Tawatha Agee (born November 14, 1954) is an American backing vocalist and songwriter. Her voice has been described in The New York Times as an "acrobatic, gospel-charged soprano." She was the lead singer of funk and soul band Mtume; her soulful lead vocals are featured on their 1983 R&B hit "Juicy Fruit".

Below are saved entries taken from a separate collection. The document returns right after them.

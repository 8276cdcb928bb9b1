//! Raisers: one constructor per error kind
//!
//! Every kind has an eager form returning the `DomainError` and an async form
//! returning an already-failed future for code that propagates failures as
//! values. Both build the error through the same function, so the rendered
//! envelopes are identical.
//!
//! ```
//! use cb_core::{args, errors::raise};
//!
//! fn find(id: u32) -> Result<(), cb_core::errors::DomainError> {
//!     Err(raise::resource_not_found(args!["Employee", id]).add_context("id", id))
//! }
//! assert_eq!(find(42).unwrap_err().stable_code(), "GEN-NF-001");
//! ```

use std::fmt::Display;
use std::future::{ready, Ready};

use serde_json::Value;

use super::domain_error::{BoxError, ConstraintViolation, DomainError, CAUSE_LABEL};
use super::kind::ErrorKindId;

/// Raw key used for missing employees
pub const EMPLOYEE_NOT_FOUND_KEY: &str = "employee.notfound";
/// Raw key used for duplicate employees
pub const EMPLOYEE_EXISTS_KEY: &str = "employee.alreadyExist";

/// Single-shot failed future delivering a `DomainError`
pub type Failed<T> = Ready<Result<T, DomainError>>;

/// Wrap an error as an already-failed future
pub fn failed<T>(error: DomainError) -> Failed<T> {
    ready(Err(error))
}

/// Error of any kind from its id
pub fn raise(id: ErrorKindId, args: Vec<Value>) -> DomainError {
    DomainError::new(id, args)
}

pub fn raise_async<T>(id: ErrorKindId, args: Vec<Value>) -> Failed<T> {
    failed(raise(id, args))
}

/// Error of kind `id` rendered from an alternative message key
pub fn raise_with_key(id: ErrorKindId, message_key: impl Into<String>, args: Vec<Value>) -> DomainError {
    DomainError::new(id, args).with_message_key(message_key.into())
}

macro_rules! raisers {
    ($($name:ident, $async_name:ident => $id:ident;)+) => {
        $(
            pub fn $name(args: Vec<Value>) -> DomainError {
                raise(ErrorKindId::$id, args)
            }

            pub fn $async_name<T>(args: Vec<Value>) -> Failed<T> {
                failed($name(args))
            }
        )+
    };
}

raisers! {
    system_error, system_error_async => SystemError;
    application_service_error, application_service_error_async => ApplicationService;
    authentication_failed, authentication_failed_async => Authentication;
    bad_request, bad_request_async => BadRequest;
    blocked_profile_request, blocked_profile_request_async => BlockedProfileRequest;
    event_processing_failed, event_processing_failed_async => EventProcessing;
    image_conversion_failed, image_conversion_failed_async => ImageConversion;
    invalid_parameter, invalid_parameter_async => InvalidParameter;
    invalid_input, invalid_input_async => InvalidInput;
    max_login_attempts, max_login_attempts_async => MaxLoginAttempt;
    resource_not_found, resource_not_found_async => ResourceNotFound;
    invalid_password, invalid_password_async => InvalidPassword;
    unauthenticated_request, unauthenticated_request_async => UnauthenticatedRequest;
    unauthorized_access, unauthorized_access_async => UnauthorizedAccess;
    session_expired, session_expired_async => ExpiredSession;
    too_many_requests, too_many_requests_async => TooManyRequests;
    invalid_activation_token, invalid_activation_token_async => InvalidActivationToken;
    invalid_jwt_token, invalid_jwt_token_async => InvalidJwtToken;
    unauthenticated_user, unauthenticated_user_async => UnauthenticatedUser;
    unusual_location, unusual_location_async => UnusualLocation;
    invalid_account, invalid_account_async => InvalidAccount;
    unverified_account, unverified_account_async => UnverifiedAccount;
    account_type_not_found, account_type_not_found_async => AccountTypeNotFound;
    inactive_merchant, inactive_merchant_async => InactiveMerchant;
    inactive_account, inactive_account_async => InactiveAccount;
    inactive_profile, inactive_profile_async => InactiveProfile;
    insufficient_fund, insufficient_fund_async => InsufficientFund;
    max_members_reached, max_members_reached_async => MaxMemberAllowed;
    max_users_reached, max_users_reached_async => MaxUserAllowed;
    member_already_exists, member_already_exists_async => MemberExists;
    merchant_already_exists, merchant_already_exists_async => MerchantExists;
    merchant_not_found, merchant_not_found_async => MerchantNotFound;
    account_not_found, account_not_found_async => AccountNotFound;
    user_already_exists, user_already_exists_async => UserExists;
    user_not_found, user_not_found_async => UserNotFound;
    profile_expired, profile_expired_async => ExpiredProfile;
    profile_disabled, profile_disabled_async => DisabledProfile;
    profile_without_attributes, profile_without_attributes_async => NoAttributesProfile;
    profile_locked, profile_locked_async => LockedProfile;
    profile_unverified, profile_unverified_async => UnverifiedProfile;
    connection_timeout, connection_timeout_async => ConnectionTimeout;
    request_timeout, request_timeout_async => RequestTimeout;
    service_unavailable, service_unavailable_async => ServiceUnavailable;
    invalid_location_token, invalid_location_token_async => InvalidLocationToken;
    resource_already_exists, resource_already_exists_async => ResourceExists;
    resource_conversion_failed, resource_conversion_failed_async => ResourceConversion;
    unsupported_media_type, unsupported_media_type_async => MediaTypeNotSupported;
    response_not_writable, response_not_writable_async => MessageNotWritable;
    media_type_not_acceptable, media_type_not_acceptable_async => MediaTypeNotAcceptable;
    json_parse_error, json_parse_error_async => JsonParse;
    request_not_readable, request_not_readable_async => MessageNotReadable;
}

pub fn employee_not_found(args: Vec<Value>) -> DomainError {
    raise_with_key(ErrorKindId::EmployeeNotFound, EMPLOYEE_NOT_FOUND_KEY, args)
}

pub fn employee_not_found_async<T>(args: Vec<Value>) -> Failed<T> {
    failed(employee_not_found(args))
}

pub fn employee_already_exists(args: Vec<Value>) -> DomainError {
    raise_with_key(ErrorKindId::EmployeeExists, EMPLOYEE_EXISTS_KEY, args)
}

pub fn employee_already_exists_async<T>(args: Vec<Value>) -> Failed<T> {
    failed(employee_already_exists(args))
}

/// One error carrying every violation, in the order supplied
pub fn validation_failed(violations: Vec<ConstraintViolation>) -> DomainError {
    DomainError::of(ErrorKindId::ConstraintViolation).with_violations(violations)
}

pub fn validation_failed_async<T>(violations: Vec<ConstraintViolation>) -> Failed<T> {
    failed(validation_failed(violations))
}

/// Catch-all for unanticipated faults
///
/// `detail` is diagnostic text for logs and the debug message; clients see
/// the localized generic message. The cause is kept both as the error source
/// and as a `cause` context entry.
pub fn application_error(detail: impl Display, cause: Option<BoxError>) -> DomainError {
    let mut error = DomainError::of(ErrorKindId::ApplicationError).add_context("detail", detail.to_string());
    if let Some(cause) = cause {
        error = error.add_context(CAUSE_LABEL, cause.to_string()).with_cause(cause);
    }
    error
}

pub fn application_error_async<T>(detail: impl Display, cause: Option<BoxError>) -> Failed<T> {
    failed(application_error(detail, cause))
}

/// A call to an upstream API failed
///
/// The upstream status is recorded as context; the response status stays 424.
pub fn api_response_error(detail: impl Display, upstream_status: Option<u16>, cause: Option<BoxError>) -> DomainError {
    let mut error = DomainError::of(ErrorKindId::FailedDependency).add_context("detail", detail.to_string());
    if let Some(status) = upstream_status {
        error = error.add_context("upstreamStatus", status);
    }
    if let Some(cause) = cause {
        error = error.add_context(CAUSE_LABEL, cause.to_string()).with_cause(cause);
    }
    error
}

pub fn api_response_error_async<T>(detail: impl Display, upstream_status: Option<u16>, cause: Option<BoxError>) -> Failed<T> {
    failed(api_response_error(detail, upstream_status, cause))
}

Agee has worked consistently as a backing vocalist from the mid-1970s to the present day, predominantly with James Mtume, who produced her one solo studio album, Welcome to My Dream, for Epic Records in 1987. She is also a part of "the Lovely Ladies" trio, who tour with the Dave Matthews Band.

Early life and education
Born in Pittsburgh, Pennsylvania and raised in Newark, New Jersey, Agee attended Newark Arts High School and Howard University.

Career

Mtume and backup singing
Agee sang on James Mtume's second studio album, Rebirth Cycle (1977), and on the Mtume album, Kiss This World Goodbye (1978), which features "The Closer I Get to You" (originally sung by Roberta Flack and Donny Hathaway on Flack's 1977 album, Blue Lights in the Basement), and continued with the band on their 1980 follow-up, In Search of the Rainbow Seekers ("Mrs. Sippi," "Give It On Up (If You Want To)"). She also provided backing vocals on three studio albums by Stephanie Mills, What Cha' Gonna Do with My Lovin' (1979), Sweet Sensation (1980), and Stephanie (1981), plus Keep It Comin (1981) by Jean Knight and Premium. Agee cowrote the Stephanie Mills-Teddy Pendergrass duet "Two Hearts" with Mtume bandmates James Mtume and Reggie Lucas and, with Howard King, co-wrote "Getting Ready for Love" for her friend Ullanda McCullough (from her 1982 studio album, Watching You Watching Me). With King she also co-wrote, and sang on, "Keep Goin' On", produced by Mtume and Lucas, for saxophonist Gary Bartz.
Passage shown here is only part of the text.